Peter John Goulandris told the court that in mid-1992, his mother Maria donated part of the collection to a foundation registered in Vaduz, Liechtenstein, called Fondation Sirina, the two people said. The foundation’s purpose is described in its statute as “promoting art in Greece and financing charitable organizations in Greece,” the people said. Goulandris said his mother also gave some works to him and his sister, they said.
In 1999, the Basil and Elise Goulandris Foundation held an exhibition of 29 of the artworks on the list at their Museum of Contemporary Art on Andros. Elise Goulandris wrote a foreword for the catalog, “Classics of Modern Art,” which makes no mention of lenders, though she does thank those who contributed texts for the catalog and her colleagues.

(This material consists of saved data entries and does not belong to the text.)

//! Append-only forecast payload snapshots.

use chrono::{DateTime, Utc};
use rusqlite::types::Type;
use rusqlite::{params, Connection, OptionalExtension};

use super::models::ForecastSnapshot;

pub struct ForecastRepository<'c> {
  conn: &'c Connection,
}

impl<'c> ForecastRepository<'c> {
  pub fn new(conn: &'c Connection) -> Self {
    Self { conn }
  }

  pub fn insert(
    &self,
    created_at: DateTime<Utc>,
    payload: &serde_json::Value,
  ) -> rusqlite::Result<ForecastSnapshot> {
    self.conn.execute(
      "INSERT INTO weatherapi_forecast_json (created_at, forecast_json) VALUES (?, ?)",
      params![created_at.to_rfc3339(), payload.to_string()],
    )?;

    Ok(ForecastSnapshot {
      id: self.conn.last_insert_rowid(),
      created_at,
      forecast_json: payload.clone(),
    })
  }

  #[cfg(test)]
  pub fn get_by_id(&self, id: i64) -> rusqlite::Result<Option<ForecastSnapshot>> {
    let row: Option<(String, String)> = self
      .conn
      .query_row(
        "SELECT created_at, forecast_json FROM weatherapi_forecast_json WHERE id = ?",
        params![id],
        |row| Ok((row.get(0)?, row.get(1)?)),
      )
      .optional()?;

    let Some((created_at, json)) = row else {
      return Ok(None);
    };

    let created_at = DateTime::parse_from_rfc3339(&created_at)
      .map_err(|e| conversion_error(0, e))?
      .with_timezone(&Utc);
    let forecast_json = serde_json::from_str(&json).map_err(|e| conversion_error(1, e))?;

    Ok(Some(ForecastSnapshot {
      id,
      created_at,
      forecast_json,
    }))
  }

  pub fn count(&self) -> rusqlite::Result<i64> {
    self
      .conn
      .query_row("SELECT COUNT(*) FROM weatherapi_forecast_json", [], |row| {
        row.get(0)
      })
  }
}

fn conversion_error<E>(column: usize, e: E) -> rusqlite::Error
where
  E: std::error::Error + Send + Sync + 'static,
{
  rusqlite::Error::FromSqlConversionFailure(column, Type::Text, Box::new(e))
}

Peter John Goulandris directed an e-mail enquiry to his lawyer, Dennis Glazer of Davis Polk in New York. Glazer declined to answer questions about the 1985 sale contract. He said he considers Zaimis’s claims to be “baseless.”
“Elise’s other nieces and nephews have not joined in Mrs. Zaimis’s actions, considering her claims to be invalid,” Glazer wrote in an e-mail. Elise Goulandris’s “widely known wishes” were for some artworks to be displayed in a museum to be constructed in Athens, Glazer wrote.
“Property has been acquired for this museum and advanced plans and preparations are under way for its construction,” he wrote. “The paintings in question were part of a private sales transaction agreed between Mr. Basil Goulandris and Wilton Trading S.A. almost ten years prior to his death.”
Zaimis and her sister, Evanthea Veroutis-Anastasadi, together inherited a third of Elise Goulandris’s private estate, the people familiar with the will said. Co-legatees are Fleurette Karadontis, another niece of Elise, who inherited one- third. The three Canada-based children of Elise Goulandris’s brother, Robert and Edward Karadontis and Elise Karadontis Oliveira, together account for the last third.
Jacques Haldy, a Lausanne lawyer, wrote in an e-mail that he represents all the legatees aside from Zaimis. His clients, he said, oppose Zaimis’s legal endeavors. “They condemn them strongly and consider them completely unjustified,” he wrote.
Zaimis’s legal action is being partly financed by a New York art dealer, Ezra Chowaiki, who described himself as a friend and said that in return for his aid he has “a right of first refusal to purchase paintings that she might obtain.”
The case has “stripped her of all her resources,” Chowaiki said by e-mail. His gallery, Chowaiki & Co., specializes in Impressionist and modern art.
“Aspa is fighting against very wealthy adversaries,” he said. “I am not surprised that her adversaries are upset about the fact that they were not able to incapacitate her.”
Zaimis said she can’t understand why her sister and cousins are not joining her quest.
“It’s a big mystery,” said Zaimis. “Nothing makes any sense.”